> Work request
Would you write out, word for word, each line of the records below from the top through the one holding "filter = EnvFilter::try_from_default_env().unwrap_or_else(|_|"?

-----

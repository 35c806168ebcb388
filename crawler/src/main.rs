use std::path::PathBuf;

use clap::Parser;
use crawler::{Crawler, SearchPageFeed, DEFAULT_SEARCH_URL};
use tracing_subscriber::EnvFilter;

#[derive(Parser)]
#[command(author, version, about = "Download labeled face images for training")]
struct Args {
    /// Search queries; each gets its own directory
    #[arg(default_value = "Taylor Swift")]
    queries: Vec<String>,
    /// Directory the per-query folders are created in
    #[arg(long, default_value = "images")]
    root: PathBuf,
    /// Images to save per query
    #[arg(long, default_value_t = 100)]
    max: usize,
    /// Result page URL with {query} and {offset} placeholders
    #[arg(long, default_value = DEFAULT_SEARCH_URL)]
    search_url: String,
}

#[tokio::main]
async fn main() -> anyhow::Result<()> {
    let filter = EnvFilter::try_from_default_env().unwrap_or_else(|_| EnvFilter::new("info"));
    tracing_subscriber::fmt().with_env_filter(filter).init();
    let args = Args::parse();

    let client = reqwest::Client::builder()
        .user_agent("Mozilla/5.0 (X11; Linux x86_64) AppleWebKit/537.36 (KHTML, like Gecko)")
        .build()?;
    let feed = SearchPageFeed::new(client.clone(), args.search_url);
    let crawler = Crawler::new(feed, client, args.max);
    for query in &args.queries {
        crawler.crawl(query, &args.root).await?;
    }
    Ok(())
}
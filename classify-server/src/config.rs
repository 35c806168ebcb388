use std::net::SocketAddr;
use std::path::{Path, PathBuf};
use std::sync::Arc;

use anyhow::Context;
use clap::{Parser, ValueEnum};
use vision::{FaceLocator, LogisticModel, Recognizer, RegionDetector, SeetaDetector};

/// Which detector finds face candidates. Eyes always use a Haar cascade.
#[derive(Debug, Clone, Copy, PartialEq, Eq, ValueEnum)]
pub enum FaceBackend {
    /// OpenCV Haar cascade, the geometry classifiers are trained against.
    Haar,
    /// SeetaFace frontal detector (pure Rust). Crops differ from Haar's.
    Seeta,
}

#[derive(Debug, Clone, Parser)]
#[command(author, version, about)]
pub struct Settings {
    /// Address to bind the HTTP server
    #[arg(long, env = "CLASSIFY_ADDR", default_value = "127.0.0.1:5000")]
    pub addr: SocketAddr,

    /// Classifier artifact (JSON)
    #[arg(long, env = "CLASSIFY_MODEL", default_value = "assets/celeb_model.json")]
    pub model: PathBuf,

    /// Class index to name mapping (JSON), read on every request
    #[arg(long, env = "CLASSIFY_LABELS", default_value = "assets/class_dictionary.json")]
    pub labels: PathBuf,

    #[arg(long, env = "CLASSIFY_FACE_BACKEND", value_enum, default_value_t = FaceBackend::Haar)]
    pub face_backend: FaceBackend,

    #[arg(long, env = "CLASSIFY_SEETA_MODEL", default_value = "assets/seeta_fd_frontal_v1.0.bin")]
    pub seeta_model: PathBuf,

    #[arg(long, env = "CLASSIFY_FACE_CASCADE", default_value = "assets/haarcascade_frontalface_default.xml")]
    pub face_cascade: PathBuf,

    #[arg(long, env = "CLASSIFY_EYE_CASCADE", default_value = "assets/haarcascade_eye.xml")]
    pub eye_cascade: PathBuf,

    /// Wavelet decomposition depth for the detail pass (at least 1)
    #[arg(long, env = "CLASSIFY_WAVELET_LEVELS", default_value_t = 1, value_parser = parse_levels)]
    pub wavelet_levels: usize,
}

fn parse_levels(raw: &str) -> Result<usize, String> {
    match raw.parse::<usize>() {
        Ok(0) => Err("wavelet depth must be at least 1".to_string()),
        Ok(levels) => Ok(levels),
        Err(e) => Err(e.to_string()),
    }
}

/// Load the model and detectors named in `settings`.
///
/// Called once at startup; any missing or corrupt artifact is fatal.
pub fn load_recognizer(settings: &Settings) -> anyhow::Result<Recognizer> {
    let model = LogisticModel::load(&settings.model)
        .with_context(|| format!("loading model {}", settings.model.display()))?;
    let faces: Arc<dyn RegionDetector> = match settings.face_backend {
        FaceBackend::Seeta => Arc::new(
            SeetaDetector::load(&settings.seeta_model)
                .with_context(|| format!("loading face model {}", settings.seeta_model.display()))?,
        ),
        FaceBackend::Haar => haar(&settings.face_cascade)?,
    };
    let eyes = haar(&settings.eye_cascade)?;
    let locator = FaceLocator::new(faces, eyes);
    Ok(Recognizer::new(locator, Arc::new(model)).with_wavelet_levels(settings.wavelet_levels))
}

#[cfg(feature = "cascade")]
fn haar(path: &Path) -> anyhow::Result<Arc<dyn RegionDetector>> {
    let cascade = vision::HaarCascade::load(path).with_context(|| format!("loading cascade {}", path.display()))?;
    Ok(Arc::new(cascade))
}

#[cfg(not(feature = "cascade"))]
fn haar(path: &Path) -> anyhow::Result<Arc<dyn RegionDetector>> {
    anyhow::bail!("cascade {} needs a build with --features cascade", path.display())
}
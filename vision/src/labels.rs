use std::collections::HashMap;
use std::path::Path;

use crate::error::Result;

/// Class index to display name, e.g. `{"0": "Taylor Swift"}`.
#[derive(Debug, Clone, Default, PartialEq)]
pub struct LabelDictionary {
    names: HashMap<String, String>,
}

impl LabelDictionary {
    pub fn load<P: AsRef<Path>>(path: P) -> Result<Self> {
        let json = std::fs::read_to_string(path)?;
        Self::from_json(&json)
    }

    pub fn from_json(json: &str) -> Result<Self> {
        Ok(Self {
            names: serde_json::from_str(json)?,
        })
    }

    /// Name registered for `class`, keyed by its decimal string.
    pub fn lookup(&self, class: i64) -> Option<&str> {
        self.names.get(&class.to_string()).map(String::as_str)
    }

    pub fn len(&self) -> usize {
        self.names.len()
    }

    pub fn is_empty(&self) -> bool {
        self.names.is_empty()
    }
}

impl FromIterator<(i64, String)> for LabelDictionary {
    fn from_iter<I: IntoIterator<Item = (i64, String)>>(iter: I) -> Self {
        Self {
            names: iter.into_iter().map(|(k, v)| (k.to_string(), v)).collect(),
        }
    }
}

-----

> Expected output
repository 35c806168ebcb388
filename crawler/src/main.rs
use std::path::PathBuf;

use clap::Parser;
use crawler::{Crawler, SearchPageFeed, DEFAULT_SEARCH_URL};
use tracing_subscriber::EnvFilter;

#[derive(Parser)]
#[command(author, version, about = "Download labeled face images for training")]
struct Args {
    /// Search queries; each gets its own directory
    #[arg(default_value = "Taylor Swift")]
    queries: Vec<String>,
    /// Directory the per-query folders are created in
    #[arg(long, default_value = "images")]
    root: PathBuf,
    /// Images to save per query
    #[arg(long, default_value_t = 100)]
    max: usize,
    /// Result page URL with {query} and {offset} placeholders
    #[arg(long, default_value = DEFAULT_SEARCH_URL)]
    search_url: String,
}

#[tokio::main]
async fn main() -> anyhow::Result<()> {
    let filter = EnvFilter::try_from_default_env().unwrap_or_else(|_| EnvFilter::new("info"));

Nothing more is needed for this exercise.